The Centerm Expansion Project at the Port of Vancouver recently clinched the 2023 General Contractor Award in the Over $70 Million category from the Vancouver Regional Construction Association.
And while the accolade acknowledges the hard work of the joint-venture involved in the expansion, the impact at the port will leave a lasting impression.
A joint effort by Centennial Expansion Partners, a team made up of Dragados Canada, Fraser River Pile & Dredge (FRPD) and Jacob Bros Construction, the work carried out expanded the Port of Vancouver’s operational capacity by 50 per cent.
One of the key figures was Sarah Clark, president and CEO of FRPD. Clark, who joined FRPD in 2014, brought a wealth of experience from her previous roles, including at Bombardier Transportation and Partnerships British Columbia Inc. Under her leadership, FRPD played a critical role in the marine construction and dredging aspects of the project.
The project’s complexity was not just in its scale but also in its execution. Working within an active terminal presented unique challenges.
“There was everything from an elevated road to improve the entrance into Centerm, to the operations building, which had a heritage façade that needed to be saved, to expanding and reorganizing the terminal itself,” Clark describes.
One of the most notable aspects of the project was the collaborative effort between the joint venture partners.
“Having the right partners from the beginning and working together was crucial,” Clark states, as they worked together to combat challenges such as the COVID-19 pandemic and extreme inflation.
“The partners all really banded together to have a successful project.”
The Centerm Expansion Project was more than just a construction endeavour; it was an exercise in environmental stewardship and innovation.
Dealing with brownfield conditions and unexpected utilities unearthed challenges, FRPD’s expertise in marine construction was put to task.
“We’re very used to working in the water, dealing with contaminated soil and implementing construction practices that aren’t harmful to fish,” Clark mentions.
FRPD’s role in the dredging aspect was particularly significant, utilizing their hopper dredge, usually employed in clearing shipping lanes on the Fraser River.
“Once the contaminated soil was removed, we were able to use the hopper to speed up the dredging process,” Clark explains.
The journey to completion was a marathon of meticulous planning and execution, often requiring round-the-clock work.
“We did a lot of dredging and placing 24 hours a day to meet the timelines of the environmental permits,” Clark recalls.
The Centerm Expansion Project’s scope was vast and multifaceted.
It involved expanding the terminal footprint by 15 per cent, reconfiguring and expanding the container yard, and building new state-of-the-art truck gates and an operations building that integrated the historical facade of the original structure.
Moreover, the project saw the creation of a new overpass on Centennial Road and modifications to Waterfront Road, enhancing the continuous port road from Canada Place to Highway 1.
The removal of the Heatley Road overpass was a key aspect of these changes.
By raising the terminal’s container handling capacity from 900,000 to 1.5 million 20-foot equivalent unit containers (TEUs), the expansion directly addresses the rising demands in container trade.
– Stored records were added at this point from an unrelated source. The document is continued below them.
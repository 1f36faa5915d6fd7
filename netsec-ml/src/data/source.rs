//! Record store abstraction: the document/table store that ingestion reads from.
//!
//! A store is addressed by database and collection name and returns JSON
//! documents. The caller builds the store and injects it into the pipeline;
//! the pipeline connects it (with a timeout) before ingestion and closes it
//! afterwards. `DataIngestion` only receives a shared, connected handle.

use crate::error::MlError;
use async_trait::async_trait;
use serde_json::{Map, Value};
use std::collections::HashMap;
use std::path::PathBuf;
use std::sync::Mutex;
use std::sync::atomic::{AtomicBool, Ordering};

/// One document: column name to scalar value.
pub type Record = Map<String, Value>;

/// Trait for the source-of-truth record store.
#[async_trait]
pub trait RecordStore: Send + Sync {
    /// Open the underlying connection. Calling twice is a no-op.
    async fn connect(&self) -> Result<(), MlError>;

    /// Cheap round trip proving the store is reachable.
    async fn is_healthy(&self) -> bool;

    /// Release the connection.
    async fn close(&self) -> Result<(), MlError>;

    /// Fetch every document of `database.collection`.
    async fn fetch(&self, database: &str, collection: &str) -> Result<Vec<Record>, MlError>;

    /// Insert documents, returning the number inserted.
    async fn insert_many(
        &self,
        database: &str,
        collection: &str,
        records: Vec<Record>,
    ) -> Result<usize, MlError>;

    /// Human-readable location for logs.
    fn location(&self) -> String;
}

// ---------------------------------------------------------------------------
// SqliteStore
// ---------------------------------------------------------------------------

/// Document store on a single SQLite file. Each `database.collection` pair is a
/// table `<database>__<collection>` of JSON documents.
pub struct SqliteStore {
    pub db_path: PathBuf,
    connected: AtomicBool,
}

impl SqliteStore {
    pub fn new(db_path: impl Into<PathBuf>) -> Self {
        Self {
            db_path: db_path.into(),
            connected: AtomicBool::new(false),
        }
    }

    fn ensure_connected(&self) -> Result<(), MlError> {
        if self.connected.load(Ordering::SeqCst) {
            Ok(())
        } else {
            Err(MlError::store(format!(
                "store at {} is not connected",
                self.db_path.display()
            )))
        }
    }
}

/// Table name for a collection; only identifier characters survive.
fn table_name(database: &str, collection: &str) -> String {
    let clean = |s: &str| -> String {
        s.chars()
            .map(|c| if c.is_ascii_alphanumeric() { c } else { '_' })
            .collect()
    };
    format!("{}__{}", clean(database), clean(collection))
}

#[async_trait]
impl RecordStore for SqliteStore {
    async fn connect(&self) -> Result<(), MlError> {
        let db_path = self.db_path.clone();
        tokio::task::spawn_blocking(move || -> Result<(), MlError> {
            if let Some(parent) = db_path.parent() {
                std::fs::create_dir_all(parent)?;
            }
            let conn = rusqlite::Connection::open(&db_path)?;
            conn.query_row("SELECT 1", [], |row| row.get::<_, i64>(0))?;
            Ok(())
        })
        .await
        .map_err(|e| MlError::store(format!("SQLite task join error: {e}")))??;
        self.connected.store(true, Ordering::SeqCst);
        tracing::info!(path = %self.db_path.display(), "Record store connected");
        Ok(())
    }

    async fn is_healthy(&self) -> bool {
        if !self.connected.load(Ordering::SeqCst) {
            return false;
        }
        let db_path = self.db_path.clone();
        tokio::task::spawn_blocking(move || {
            rusqlite::Connection::open_with_flags(
                &db_path,
                rusqlite::OpenFlags::SQLITE_OPEN_READ_ONLY,
            )
            .and_then(|conn| conn.query_row("SELECT 1", [], |row| row.get::<_, i64>(0)))
            .is_ok()
        })
        .await
        .unwrap_or(false)
    }

    async fn close(&self) -> Result<(), MlError> {
        if self.connected.swap(false, Ordering::SeqCst) {
            tracing::info!(path = %self.db_path.display(), "Record store closed");
        }
        Ok(())
    }

    async fn fetch(&self, database: &str, collection: &str) -> Result<Vec<Record>, MlError> {
        self.ensure_connected()?;
        let db_path = self.db_path.clone();
        let table = table_name(database, collection);

        // Run blocking SQLite operations on a blocking thread
        tokio::task::spawn_blocking(move || -> Result<Vec<Record>, MlError> {
            let conn = rusqlite::Connection::open_with_flags(
                &db_path,
                rusqlite::OpenFlags::SQLITE_OPEN_READ_ONLY,
            )?;
            let exists: i64 = conn.query_row(
                "SELECT COUNT(*) FROM sqlite_master WHERE type = 'table' AND name = ?1",
                [&table],
                |row| row.get(0),
            )?;
            if exists == 0 {
                return Err(MlError::store(format!("collection '{table}' does not exist")));
            }
            let mut stmt = conn.prepare(&format!("SELECT doc FROM \"{table}\" ORDER BY id"))?;
            let mut rows = stmt.query([])?;
            let mut records = Vec::new();
            while let Some(row) = rows.next()? {
                let doc: String = row.get(0)?;
                match serde_json::from_str::<Value>(&doc)? {
                    Value::Object(map) => records.push(map),
                    other => {
                        return Err(MlError::store(format!(
                            "document in '{table}' is not an object: {other}"
                        )));
                    }
                }
            }
            Ok(records)
        })
        .await
        .map_err(|e| MlError::store(format!("SQLite task join error: {e}")))?
    }

    async fn insert_many(
        &self,
        database: &str,
        collection: &str,
        records: Vec<Record>,
    ) -> Result<usize, MlError> {
        self.ensure_connected()?;
        let db_path = self.db_path.clone();
        let table = table_name(database, collection);

        tokio::task::spawn_blocking(move || -> Result<usize, MlError> {
            let mut conn = rusqlite::Connection::open(&db_path)?;
            let tx = conn.transaction()?;
            tx.execute(
                &format!(
                    "CREATE TABLE IF NOT EXISTS \"{table}\" (id INTEGER PRIMARY KEY AUTOINCREMENT, doc TEXT NOT NULL)"
                ),
                [],
            )?;
            let mut inserted = 0;
            {
                let mut stmt = tx.prepare(&format!("INSERT INTO \"{table}\" (doc) VALUES (?1)"))?;
                for record in &records {
                    stmt.execute([serde_json::to_string(record)?])?;
                    inserted += 1;
                }
            }
            tx.commit()?;
            Ok(inserted)
        })
        .await
        .map_err(|e| MlError::store(format!("SQLite task join error: {e}")))?
    }

    fn location(&self) -> String {
        format!("sqlite://{}", self.db_path.display())
    }
}

// ---------------------------------------------------------------------------
// MemoryStore
// ---------------------------------------------------------------------------

/// In-process store for tests and demos.
#[derive(Default)]
pub struct MemoryStore {
    collections: Mutex<HashMap<(String, String), Vec<Record>>>,
    connected: AtomicBool,
    /// When set, `connect` fails as an unreachable store would.
    pub unreachable: bool,
}

impl MemoryStore {
    pub fn new() -> Self {
        Self::default()
    }

    pub fn unreachable() -> Self {
        Self {
            unreachable: true,
            ..Self::default()
        }
    }

    /// Seed a collection without going through `insert_many`.
    pub fn with_collection(self, database: &str, collection: &str, records: Vec<Record>) -> Self {
        if let Ok(mut map) = self.collections.lock() {
            map.insert((database.to_string(), collection.to_string()), records);
        }
        self
    }
}

#[async_trait]
impl RecordStore for MemoryStore {
    async fn connect(&self) -> Result<(), MlError> {
        if self.unreachable {
            return Err(MlError::store("memory store configured as unreachable"));
        }
        self.connected.store(true, Ordering::SeqCst);
        Ok(())
    }

    async fn is_healthy(&self) -> bool {
        self.connected.load(Ordering::SeqCst)
    }

    async fn close(&self) -> Result<(), MlError> {
        self.connected.store(false, Ordering::SeqCst);
        Ok(())
    }

    async fn fetch(&self, database: &str, collection: &str) -> Result<Vec<Record>, MlError> {
        if !self.connected.load(Ordering::SeqCst) {
            return Err(MlError::store("memory store is not connected"));
        }
        let map = self
            .collections
            .lock()
            .map_err(|_| MlError::store("memory store lock poisoned"))?;
        map.get(&(database.to_string(), collection.to_string()))
            .cloned()
            .ok_or_else(|| MlError::store(format!("collection '{database}.{collection}' does not exist")))
    }

    async fn insert_many(
        &self,
        database: &str,
        collection: &str,
        records: Vec<Record>,
    ) -> Result<usize, MlError> {
        if !self.connected.load(Ordering::SeqCst) {
            return Err(MlError::store("memory store is not connected"));
        }
        let count = records.len();
        let mut map = self
            .collections
            .lock()
            .map_err(|_| MlError::store("memory store lock poisoned"))?;
        map.entry((database.to_string(), collection.to_string()))
            .or_default()
            .extend(records);
        Ok(count)
    }

    fn location(&self) -> String {
        "memory://".to_string()
    }
}

#[cfg(test)]
mod tests {
    use super::*;
    use tempfile::TempDir;

    fn record(json: &str) -> Record {
        serde_json::from_str(json).unwrap()
    }

    #[test]
    fn test_table_name_sanitized() {
        assert_eq!(table_name("Anderson AI", "Net-Data"), "Anderson_AI__Net_Data");
    }

    #[tokio::test]
    async fn test_sqlite_store_roundtrip_preserves_order() {
        let dir = TempDir::new().unwrap();
        let store = SqliteStore::new(dir.path().join("db").join("records.db"));
        store.connect().await.unwrap();
        assert!(store.is_healthy().await);

        let inserted = store
            .insert_many(
                "db",
                "col",
                vec![record(r#"{"b": 1, "a": 2}"#), record(r#"{"b": 3, "a": "na"}"#)],
            )
            .await
            .unwrap();
        assert_eq!(inserted, 2);

        let fetched = store.fetch("db", "col").await.unwrap();
        assert_eq!(fetched.len(), 2);
        assert_eq!(fetched[0].keys().collect::<Vec<_>>(), vec!["b", "a"]);
        assert_eq!(fetched[1]["a"], serde_json::json!("na"));

        store.close().await.unwrap();
        assert!(!store.is_healthy().await);
    }

    #[tokio::test]
    async fn test_sqlite_fetch_requires_connection() {
        let dir = TempDir::new().unwrap();
        let store = SqliteStore::new(dir.path().join("records.db"));
        let err = store.fetch("db", "col").await.unwrap_err();
        assert!(matches!(err, MlError::Store(_)));
    }

    #[tokio::test]
    async fn test_sqlite_missing_collection_is_error() {
        let dir = TempDir::new().unwrap();
        let store = SqliteStore::new(dir.path().join("records.db"));
        store.connect().await.unwrap();
        assert!(store.fetch("db", "absent").await.is_err());
    }

    #[tokio::test]
    async fn test_memory_store_unreachable() {
        let store = MemoryStore::unreachable();
        assert!(store.connect().await.is_err());
        assert!(!store.is_healthy().await);
        assert!(store.fetch("db", "col").await.is_err());
    }
}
This enhancement is seen as crucial in meeting the short-term needs and plays a vital role in accommodating the long-term growth trajectory of Canada’s container trade, ensuring the Port of Vancouver continues to efficiently connect Canadian businesses with global markets, explains the port.
As the project reached substantial completion in 2022, Clark reflects on the journey and the collaboration that made it possible.
“It’s going to sound canned, but projects only happen because people work hard, and every stakeholder has an interest in the success,” she says.